[Dataset entries]
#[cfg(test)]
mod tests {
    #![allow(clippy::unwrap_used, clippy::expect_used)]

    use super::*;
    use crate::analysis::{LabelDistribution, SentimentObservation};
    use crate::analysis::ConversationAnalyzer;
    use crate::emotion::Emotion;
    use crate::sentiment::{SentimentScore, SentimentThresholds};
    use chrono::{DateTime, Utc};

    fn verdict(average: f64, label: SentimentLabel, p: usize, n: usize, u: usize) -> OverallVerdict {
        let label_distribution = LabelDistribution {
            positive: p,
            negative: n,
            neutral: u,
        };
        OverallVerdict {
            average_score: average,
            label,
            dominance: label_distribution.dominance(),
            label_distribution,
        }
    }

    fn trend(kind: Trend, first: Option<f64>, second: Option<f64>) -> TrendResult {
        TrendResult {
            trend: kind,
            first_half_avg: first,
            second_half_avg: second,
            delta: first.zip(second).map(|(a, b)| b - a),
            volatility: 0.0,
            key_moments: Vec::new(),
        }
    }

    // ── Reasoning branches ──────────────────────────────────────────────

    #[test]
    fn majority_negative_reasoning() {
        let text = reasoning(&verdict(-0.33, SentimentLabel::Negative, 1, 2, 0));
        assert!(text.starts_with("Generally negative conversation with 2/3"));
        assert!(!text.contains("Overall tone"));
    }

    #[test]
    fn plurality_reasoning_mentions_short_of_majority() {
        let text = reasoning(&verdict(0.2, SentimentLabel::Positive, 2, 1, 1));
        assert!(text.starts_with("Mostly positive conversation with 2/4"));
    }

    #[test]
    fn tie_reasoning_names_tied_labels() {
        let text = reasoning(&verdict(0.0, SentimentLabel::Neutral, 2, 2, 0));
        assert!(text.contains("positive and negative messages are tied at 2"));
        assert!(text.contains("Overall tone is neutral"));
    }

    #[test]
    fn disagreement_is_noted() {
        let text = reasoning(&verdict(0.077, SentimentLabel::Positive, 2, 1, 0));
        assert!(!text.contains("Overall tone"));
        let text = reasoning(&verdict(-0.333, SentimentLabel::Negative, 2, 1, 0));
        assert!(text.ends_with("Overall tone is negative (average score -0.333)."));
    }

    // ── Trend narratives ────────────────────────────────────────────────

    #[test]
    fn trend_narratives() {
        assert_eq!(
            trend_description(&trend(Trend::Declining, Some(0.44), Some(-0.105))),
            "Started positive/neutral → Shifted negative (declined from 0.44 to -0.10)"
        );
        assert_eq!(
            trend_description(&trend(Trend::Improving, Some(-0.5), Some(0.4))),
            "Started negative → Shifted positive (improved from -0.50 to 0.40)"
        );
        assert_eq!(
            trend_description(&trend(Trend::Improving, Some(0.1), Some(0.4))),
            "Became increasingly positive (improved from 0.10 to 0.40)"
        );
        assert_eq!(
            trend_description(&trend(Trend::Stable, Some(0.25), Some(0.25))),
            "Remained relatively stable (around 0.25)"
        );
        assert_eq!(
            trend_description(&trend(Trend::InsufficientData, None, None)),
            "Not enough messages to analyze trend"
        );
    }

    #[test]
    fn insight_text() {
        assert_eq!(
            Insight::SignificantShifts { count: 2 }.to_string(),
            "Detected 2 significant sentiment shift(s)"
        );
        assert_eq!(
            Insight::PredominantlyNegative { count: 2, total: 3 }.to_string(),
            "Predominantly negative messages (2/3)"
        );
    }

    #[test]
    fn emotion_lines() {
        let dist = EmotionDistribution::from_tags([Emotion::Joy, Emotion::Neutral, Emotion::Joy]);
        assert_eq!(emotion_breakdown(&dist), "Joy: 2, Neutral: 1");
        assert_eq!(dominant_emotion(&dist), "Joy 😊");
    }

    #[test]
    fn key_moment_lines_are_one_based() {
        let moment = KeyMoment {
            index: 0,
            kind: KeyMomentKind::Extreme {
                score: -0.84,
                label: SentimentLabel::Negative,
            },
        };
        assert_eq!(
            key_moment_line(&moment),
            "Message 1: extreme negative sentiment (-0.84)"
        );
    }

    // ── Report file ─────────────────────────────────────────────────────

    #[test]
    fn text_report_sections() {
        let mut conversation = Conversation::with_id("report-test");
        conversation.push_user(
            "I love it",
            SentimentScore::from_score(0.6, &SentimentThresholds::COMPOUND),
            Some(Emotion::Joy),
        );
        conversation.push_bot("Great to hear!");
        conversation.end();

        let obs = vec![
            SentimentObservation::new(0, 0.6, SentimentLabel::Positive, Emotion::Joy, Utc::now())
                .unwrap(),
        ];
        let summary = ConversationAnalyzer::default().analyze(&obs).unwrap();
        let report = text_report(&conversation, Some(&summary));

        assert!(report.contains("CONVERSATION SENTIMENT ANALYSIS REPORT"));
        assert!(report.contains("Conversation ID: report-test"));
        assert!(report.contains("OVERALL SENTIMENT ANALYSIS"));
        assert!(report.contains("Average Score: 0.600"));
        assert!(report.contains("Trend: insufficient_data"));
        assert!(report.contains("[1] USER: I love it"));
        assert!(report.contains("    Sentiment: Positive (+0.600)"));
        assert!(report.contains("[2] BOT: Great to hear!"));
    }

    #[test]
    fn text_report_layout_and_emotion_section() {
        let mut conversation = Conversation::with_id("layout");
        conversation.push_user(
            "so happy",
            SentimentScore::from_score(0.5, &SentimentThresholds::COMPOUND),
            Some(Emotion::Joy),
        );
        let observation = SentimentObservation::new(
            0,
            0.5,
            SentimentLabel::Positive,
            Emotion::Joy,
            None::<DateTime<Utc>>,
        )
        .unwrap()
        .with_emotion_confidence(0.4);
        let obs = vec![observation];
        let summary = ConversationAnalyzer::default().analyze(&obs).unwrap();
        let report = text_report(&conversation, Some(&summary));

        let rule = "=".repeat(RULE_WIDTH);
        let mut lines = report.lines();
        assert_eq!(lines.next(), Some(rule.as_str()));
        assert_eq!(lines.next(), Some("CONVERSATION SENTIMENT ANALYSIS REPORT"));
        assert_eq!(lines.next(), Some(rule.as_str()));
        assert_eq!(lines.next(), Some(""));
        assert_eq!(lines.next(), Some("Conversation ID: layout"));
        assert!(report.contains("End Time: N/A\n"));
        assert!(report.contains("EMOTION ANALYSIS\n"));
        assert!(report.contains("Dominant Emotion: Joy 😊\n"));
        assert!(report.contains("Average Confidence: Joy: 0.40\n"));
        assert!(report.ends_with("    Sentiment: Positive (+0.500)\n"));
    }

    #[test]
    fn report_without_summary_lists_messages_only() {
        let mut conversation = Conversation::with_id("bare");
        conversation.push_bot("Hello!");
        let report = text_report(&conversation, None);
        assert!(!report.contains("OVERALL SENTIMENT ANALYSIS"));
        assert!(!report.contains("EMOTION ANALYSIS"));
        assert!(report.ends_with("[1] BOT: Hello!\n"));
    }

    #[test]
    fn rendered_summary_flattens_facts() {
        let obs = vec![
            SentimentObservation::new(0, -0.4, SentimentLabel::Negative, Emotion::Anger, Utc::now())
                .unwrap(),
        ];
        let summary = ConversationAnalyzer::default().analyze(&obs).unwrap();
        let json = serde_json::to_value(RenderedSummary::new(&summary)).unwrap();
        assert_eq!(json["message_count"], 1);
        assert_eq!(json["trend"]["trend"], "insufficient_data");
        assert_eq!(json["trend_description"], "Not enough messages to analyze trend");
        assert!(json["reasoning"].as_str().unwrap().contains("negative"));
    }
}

*EXERCISE OBJECTIVE*
The required output is the entries from their opening line through the line holding "SentimentLabel::Negative, 1, 2, 0));", repeated exactly, with both end lines kept.

*ANSWER BELOW*
#[cfg(test)]
mod tests {
    #![allow(clippy::unwrap_used, clippy::expect_used)]

    use super::*;
    use crate::analysis::{LabelDistribution, SentimentObservation};
    use crate::analysis::ConversationAnalyzer;
    use crate::emotion::Emotion;
    use crate::sentiment::{SentimentScore, SentimentThresholds};
    use chrono::{DateTime, Utc};

    fn verdict(average: f64, label: SentimentLabel, p: usize, n: usize, u: usize) -> OverallVerdict {
        let label_distribution = LabelDistribution {
            positive: p,
            negative: n,
            neutral: u,
        };
        OverallVerdict {
            average_score: average,
            label,
            dominance: label_distribution.dominance(),
            label_distribution,
        }
    }

    fn trend(kind: Trend, first: Option<f64>, second: Option<f64>) -> TrendResult {
        TrendResult {
            trend: kind,
            first_half_avg: first,
            second_half_avg: second,
            delta: first.zip(second).map(|(a, b)| b - a),
            volatility: 0.0,
            key_moments: Vec::new(),
        }
    }

    // ── Reasoning branches ──────────────────────────────────────────────

    #[test]
    fn majority_negative_reasoning() {
        let text = reasoning(&verdict(-0.33, SentimentLabel::Negative, 1, 2, 0));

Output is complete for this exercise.